Mei Ngun, MBBS

Erani F, Zolotova N, Vanderschelden B, Khoshab N, Sarian H, Nazarzai L, Wu J, Chakravarthy B, Hoonpongsimanont W, Yu W, et al. Electroencephalography Might Improve Diagnosis of Acute Stroke and Large Vessel Occlusion. Stroke. 2020;51:3361–3365.

The search for tools to improve the diagnosis of acute stroke is ongoing. Recently, Erani et al. explored the use of electroencephalography (EEG) in diagnosing stroke, especially in large vessel occlusion (LVO) or transient ischemic attack (TIA) in the emergency department (ED). To date, the practicalities of performing EEG have meant that there has been limited clinical use in the emergent stroke setting.

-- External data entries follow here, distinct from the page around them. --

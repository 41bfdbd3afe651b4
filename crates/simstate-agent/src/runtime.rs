//! Agent runtime orchestration.

use crate::config::AgentConfig;
use crate::transport::ChannelTransport;
use anyhow::{Context, Result};
use futures_util::{SinkExt, StreamExt};
use simstate_client::{Client, Event, SubscribeOptions};
use simstate_proto::WireCodec;
use tokio_tungstenite::tungstenite::Message;

/// The main agent runtime.
pub struct Agent {
    config: AgentConfig,
    client_id: String,
}

impl Agent {
    /// Create a new agent.
    #[must_use]
    pub fn new(config: AgentConfig, client_id: String) -> Self {
        Self { config, client_id }
    }

    /// Build the client and register the configured subscriptions.
    ///
    /// The returned receiver yields every frame the client sends.
    fn build_client(
        &self,
    ) -> (
        Client<ChannelTransport, WireCodec>,
        tokio::sync::mpsc::UnboundedReceiver<Vec<u8>>,
    ) {
        let (transport, outbound) = ChannelTransport::new();
        let mut client =
            Client::with_codec(transport, self.config.server.codec, self.config.client_config());

        for sub in &self.config.subscriptions {
            let options = SubscribeOptions {
                groups: sub.groups(),
                actonly: sub.actonly,
                ..SubscribeOptions::default()
            };
            client.subscribe_with(&sub.topic, options, log_event);
        }
        (client, outbound)
    }

    /// Run the agent's main loop.
    ///
    /// # Errors
    ///
    /// Returns error if the server cannot be reached.
    pub async fn run(self) -> Result<()> {
        tracing::info!("Starting agent runtime");

        let url = self.config.websocket_url(&self.client_id)?;
        let (mut client, mut outbound) = self.build_client();

        let (ws, _response) = tokio_tungstenite::connect_async(url.as_str())
            .await
            .with_context(|| format!("Failed to connect to {url}"))?;
        let (mut write, mut read) = ws.split();

        client.transport().set_open(true);
        client.handle_open();

        tracing::info!(%url, "Agent running, press Ctrl+C to stop");

        // Main event loop
        loop {
            tokio::select! {
                // Handle inbound frames
                message = read.next() => {
                    match message {
                        Some(Ok(Message::Binary(frame))) => client.handle_message(&frame),
                        Some(Ok(Message::Text(text))) => client.handle_message(text.as_bytes()),
                        Some(Ok(Message::Close(frame))) => {
                            tracing::debug!(?frame, "Close frame received");
                            client.transport().set_open(false);
                            client.handle_close();
                            break;
                        }
                        Some(Ok(_)) => {}
                        Some(Err(err)) => {
                            client.transport().set_open(false);
                            client.handle_error(&err);
                            client.handle_close();
                            break;
                        }
                        None => {
                            client.transport().set_open(false);
                            client.handle_close();
                            break;
                        }
                    }
                }

                // Forward client frames to the socket
                Some(frame) = outbound.recv() => {
                    if let Err(err) = write.send(Message::Binary(frame)).await {
                        client.transport().set_open(false);
                        client.handle_error(&err);
                        client.handle_close();
                        break;
                    }
                }

                // Handle shutdown
                _ = tokio::signal::ctrl_c() => {
                    tracing::info!("Shutdown signal received");
                    client.transport().set_open(false);
                    if let Err(err) = write.close().await {
                        tracing::debug!(error = %err, "Close handshake failed");
                    }
                    break;
                }
            }
        }

        tracing::info!(
            nodes = client.membership().nodes().len(),
            active_node = ?client.active_node(),
            "Agent stopped"
        );
        Ok(())
    }
}

fn log_event(event: &Event) {
    tracing::info!(
        topic = %event.topic,
        sender_id = %event.sender_id,
        target_group = %event.target_group,
        data = %event.data,
        "Update"
    );
}

#[cfg(test)]
mod tests {
    use super::*;
    use crate::config::SubscriptionConfig;
    use simstate_proto::{Codec, ControlMessage, GroupPair};

    #[test]
    fn configured_subscriptions_queue_until_open() {
        let config = AgentConfig {
            subscriptions: vec![SubscriptionConfig {
                topic: "acdata".to_string(),
                from_group: "S".to_string(),
                to_group: String::new(),
                actonly: Some(true),
            }],
            ..AgentConfig::default()
        };
        let agent = Agent::new(config, "observer".to_string());
        let (mut client, mut outbound) = agent.build_client();
        assert!(outbound.try_recv().is_err());

        client.transport().set_open(true);
        client.handle_open();

        let mut sent = Vec::new();
        while let Ok(frame) = outbound.try_recv() {
            sent.push(WireCodec::Msgpack.decode_outbound(&frame).unwrap());
        }
        let expected = vec![
            ControlMessage::subscribe("RESET", &GroupPair::new("", ""), false)
                .to_outbound()
                .unwrap(),
            ControlMessage::subscribe("ACDATA", &GroupPair::new("S", ""), true)
                .to_outbound()
                .unwrap(),
        ];
        assert_eq!(sent, expected);
    }
}
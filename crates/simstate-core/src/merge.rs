//! Merge semantics for keyed delta actions.
//!
//! Each keyed action operates on the value map of a single topic. The map's
//! attributes are value trees (scalars, sequences, maps).
//!
//! # Merge Rules
//!
//! | Action | Strategy |
//! |--------|----------|
//! | Update | Recursive key-by-key merge of maps, leaves overwritten |
//! | Append / Extend | Push one value onto a sequence (created if absent) |
//! | Replace | Overwrite the attribute |
//! | Delete | Remove an index from every sequence, or keys from a map |
//!
//! Delete resolves its target per entry, in order:
//!
//! - attribute absent: the value is an index, removed from every sequence
//! - attribute is a sequence: the index of the value in it, removed from every sequence
//! - attribute is a map: the value is a key (or keys) removed from that map, then stop
//!
//! An entry that resolves to no index stops the action.

use crate::action::{ActionType, Delta, DeltaError};
use serde_json::{Map, Value};

/// Apply a keyed delta to a topic's value map.
///
/// Reset and ActChange act on whole nodes and are ignored here.
///
/// # Errors
///
/// Returns error if the delta data is not a map; the target is untouched.
pub fn apply(target: &mut Map<String, Value>, delta: &Delta) -> Result<(), DeltaError> {
    if !delta.action.is_keyed() {
        return Ok(());
    }
    let entries = delta.entries()?;
    match delta.action {
        ActionType::Update => update(target, entries),
        ActionType::Append | ActionType::Extend => append(target, entries),
        ActionType::Replace => replace(target, entries),
        ActionType::Delete => delete(target, entries),
        ActionType::Reset | ActionType::ActChange | ActionType::NoAction => {}
    }
    Ok(())
}

/// Recursively merge `entries` into `target`.
///
/// Keys only in `entries` are added, keys in both are merged (maps) or
/// overwritten (anything else), keys only in `target` are untouched.
pub fn update(target: &mut Map<String, Value>, entries: &Map<String, Value>) {
    for (key, value) in entries {
        match target.get_mut(key) {
            Some(slot) => merge_value(slot, value),
            None => {
                target.insert(key.clone(), value.clone());
            }
        }
    }
}

/// Merge a single value into an existing slot.
pub fn merge_value(slot: &mut Value, value: &Value) {
    match (slot, value) {
        (Value::Object(existing), Value::Object(incoming)) => update(existing, incoming),
        (slot, _) => *slot = value.clone(),
    }
}

/// Push each value onto its sequence attribute, creating it if absent.
pub fn append(target: &mut Map<String, Value>, entries: &Map<String, Value>) {
    for (key, value) in entries {
        match target.get_mut(key) {
            None => {
                target.insert(key.clone(), Value::Array(vec![value.clone()]));
            }
            Some(Value::Array(items)) => items.push(value.clone()),
            Some(_) => {
                tracing::warn!(key = %key, "Cannot append to a non-sequence attribute, skipping");
            }
        }
    }
}

/// Overwrite each attribute.
pub fn replace(target: &mut Map<String, Value>, entries: &Map<String, Value>) {
    for (key, value) in entries {
        target.insert(key.clone(), value.clone());
    }
}

/// Remove sequence elements or map keys.
pub fn delete(target: &mut Map<String, Value>, entries: &Map<String, Value>) {
    for (key, value) in entries {
        let index = match target.get_mut(key) {
            None => as_index(value),
            Some(Value::Array(items)) => items.iter().position(|item| loosely_equal(item, value)),
            Some(Value::Object(map)) => {
                remove_keys(map, value);
                break;
            }
            Some(_) => None,
        };

        let Some(index) = index else {
            tracing::debug!(key = %key, value = %value, "Unresolved delete target");
            break;
        };
        remove_index(target, index);
    }
}

/// Remove `index` from every sequence attribute long enough to hold it.
fn remove_index(target: &mut Map<String, Value>, index: usize) {
    for value in target.values_mut() {
        if let Value::Array(items) = value {
            if index < items.len() {
                items.remove(index);
            }
        }
    }
}

fn remove_keys(map: &mut Map<String, Value>, keys: &Value) {
    match keys {
        Value::Array(keys) => {
            for key in keys {
                if let Some(key) = as_key(key) {
                    map.shift_remove(&key);
                }
            }
        }
        key => {
            if let Some(key) = as_key(key) {
                map.shift_remove(&key);
            }
        }
    }
}

fn as_key(value: &Value) -> Option<String> {
    match value {
        Value::String(key) => Some(key.clone()),
        Value::Number(number) => Some(number.to_string()),
        _ => None,
    }
}

#[allow(clippy::cast_possible_truncation, clippy::cast_sign_loss)]
fn as_index(value: &Value) -> Option<usize> {
    if let Some(index) = value.as_u64() {
        return usize::try_from(index).ok();
    }
    // Integral floats are valid indices too.
    value
        .as_f64()
        .filter(|f| *f >= 0.0 && f.fract() == 0.0)
        .map(|f| f as usize)
}

/// Equality where numbers compare by value regardless of integer/float encoding.
fn loosely_equal(a: &Value, b: &Value) -> bool {
    match (a, b) {
        (Value::Number(x), Value::Number(y)) => x == y || x.as_f64() == y.as_f64(),
        _ => a == b,
    }
}
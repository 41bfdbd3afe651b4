//! # SimState CLI
//!
//! Command-line utilities for inspecting frames and replaying deltas.

use anyhow::{bail, Context, Result};
use base64::{engine::general_purpose::STANDARD, Engine as _};
use serde_json::Value;
use simstate_core::{StateStore, TopicMap};
use simstate_proto::{Codec, Envelope, WireCodec};
use std::env;

const LOCAL_NODE: &str = "local";

fn main() -> Result<()> {
    let mut args: Vec<String> = env::args().collect();

    let codec = match args.iter().position(|arg| arg == "--cbor") {
        Some(index) => {
            args.remove(index);
            WireCodec::Cbor
        }
        None => WireCodec::Msgpack,
    };

    if args.len() < 2 {
        print_help();
        return Ok(());
    }

    match args[1].as_str() {
        "encode" => {
            if args.len() < 3 {
                eprintln!("Usage: simstate encode [--cbor] <json>");
                std::process::exit(1);
            }
            println!("{}", encode(codec, &args[2])?);
        }
        "decode" => {
            if args.len() < 3 {
                eprintln!("Usage: simstate decode [--cbor] <base64>");
                std::process::exit(1);
            }
            println!("{}", decode(codec, &args[2])?);
        }
        "envelope" => {
            if args.len() < 3 {
                eprintln!("Usage: simstate envelope [--cbor] <base64>");
                std::process::exit(1);
            }
            let envelope = decode_envelope(codec, &args[2])?;
            println!("target:  {}", envelope.target_group);
            println!("topic:   {}", envelope.topic);
            println!("sender:  {}", envelope.sender_id);
            println!("payload: {}", envelope.payload);
        }
        "apply" => {
            if args.len() < 4 {
                eprintln!("Usage: simstate apply <topic> <state-json> [delta-json]...");
                std::process::exit(1);
            }
            let state = apply(&args[2], &args[3], &args[4..])?;
            println!("{}", serde_json::to_string_pretty(&state)?);
        }
        "help" | "--help" | "-h" => {
            print_help();
        }
        cmd => {
            eprintln!("Unknown command: {cmd}");
            print_help();
            std::process::exit(1);
        }
    }

    Ok(())
}

fn encode(codec: WireCodec, json: &str) -> Result<String> {
    let value: Value = serde_json::from_str(json).context("Invalid JSON")?;
    let frame = codec.encode(&value).context("Failed to encode")?;
    Ok(STANDARD.encode(frame))
}

fn decode(codec: WireCodec, encoded: &str) -> Result<Value> {
    let frame = STANDARD
        .decode(encoded.trim())
        .context("Invalid base64")?;
    codec.decode(&frame).context("Failed to decode")
}

fn decode_envelope(codec: WireCodec, encoded: &str) -> Result<Envelope> {
    let frame = STANDARD
        .decode(encoded.trim())
        .context("Invalid base64")?;
    codec
        .decode_envelope(&frame)
        .context("Frame is not an inbound envelope")
}

/// Replay deltas against a topic state, as the active node would see them.
fn apply(topic: &str, state: &str, deltas: &[String]) -> Result<Value> {
    let initial: Value = serde_json::from_str(state).context("Invalid state JSON")?;
    if !initial.is_object() {
        bail!("State must be a JSON object");
    }

    let mut defaults = TopicMap::new();
    defaults.insert(topic.to_string(), initial);
    let mut store = StateStore::with_defaults(defaults);
    store.set_active_node(LOCAL_NODE);

    for (index, delta) in deltas.iter().enumerate() {
        let payload: Value = serde_json::from_str(delta)
            .with_context(|| format!("Invalid JSON in delta {}", index + 1))?;
        store
            .apply_delta(LOCAL_NODE, topic, "", &payload)
            .with_context(|| format!("Failed to apply delta {}", index + 1))?;
    }

    store
        .node_state(LOCAL_NODE, topic)
        .cloned()
        .context("Topic state missing after replay")
}

fn print_help() {
    println!(
        r#"SimState CLI

USAGE:
    simstate <COMMAND> [--cbor] [OPTIONS]

COMMANDS:
    encode <json>                        Encode a JSON value as a base64 frame
    decode <base64>                      Decode a base64 frame to JSON
    envelope <base64>                    Decode a base64 inbound frame and show its fields
    apply <topic> <state> [delta]...     Replay deltas against a topic state
    help                                 Show this help message

OPTIONS:
    --cbor    Use CBOR instead of MessagePack

EXAMPLES:
    simstate encode '["*", "ACDATA", "S1", ["U", {{"lat": 52.0}}]]'
    simstate apply acdata '{{"route": []}}' '["A", {{"route": "WP1"}}]' '["D", {{"route": "WP1"}}]'
"#
    );
}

Patients with suspected/definite acute stroke were recruited from an ED of a single comprehensive stroke center. EEG was recorded using a dry-electrode system (Quick-20) with a local active amplifier and Faraday cage. At the bedside, eyes-open, resting state EEG was recorded for 3 minutes. EEG data was exported for offline analysis, filtering, and removal of noise to produce a bipolar montage of 27 bipolar lead-pairs.

A hundred patients were recruited. Lasso regression modelling was used to select a subset of electroencephalography variables. The EEG variables and certain clinical variables were used in four predictor models, which were first trained on 60 randomly selected patients and then tested on an independent validation cohort of 40 patients. The models were first evaluated using acute stroke/TIA (or not) as the dependent measure, then again with acute stroke with LVO (or not) as the dependent outcome.

Discharge diagnosis was acute stroke or TIA in 63 patients. Seven patients had a large vessel occlusion (all M1), and 14 received thrombolysis with tissue-type plasminogen activator (tPA). Median time from last-known-well to EEG was 9.4 hours, which is over the extended time window for thrombolysis in select patients. The median time from ED arrival to EEG was 3.7 hours. However, the median time from start of EEG preparation to EEG recording was only 9 minutes, with this duration reducing during the study to as low as 36 seconds. It appears then that the major contributor was not the time for setup of EEG, but other secondary factors that were not detailed in the report.

The AUC of the models ranged between 62.3 to 87.8, with the model using combined clinical and EEG variables with a deep learning neural network model performing the best. This model had a sensitivity of 80% at a specificity of 80%. All 3 models with electroencephalography were significantly (P=0.016–0.004) better predictors than the clinical-only model. The models performed similarly for acute stroke with LVO.

Table 2. Comparison of the 4 Diagnostic Models

This study shows that it is feasible to utilize EEG as part of the armamentarium for stroke diagnosis, as it is able to detect cerebral ischemia immediately and the use of dry electrodes shortens preparation time. While it appears to increase diagnostic certainty compared to clinical criteria alone, real world implementation will have to consider the additional costs that this may incur in the form of equipment and requirement for trained staff. Even more pertinently, the median time for EEG from last-known-well and from arrival to ED were both within range of hours, and therefore would not be able to inform the decision regarding hyperacute treatment such as thrombolysis and endovascular clot retrieval. Future studies looking at the usage of EEG for hyperacute stroke and in the pre-hospital setting would be informative.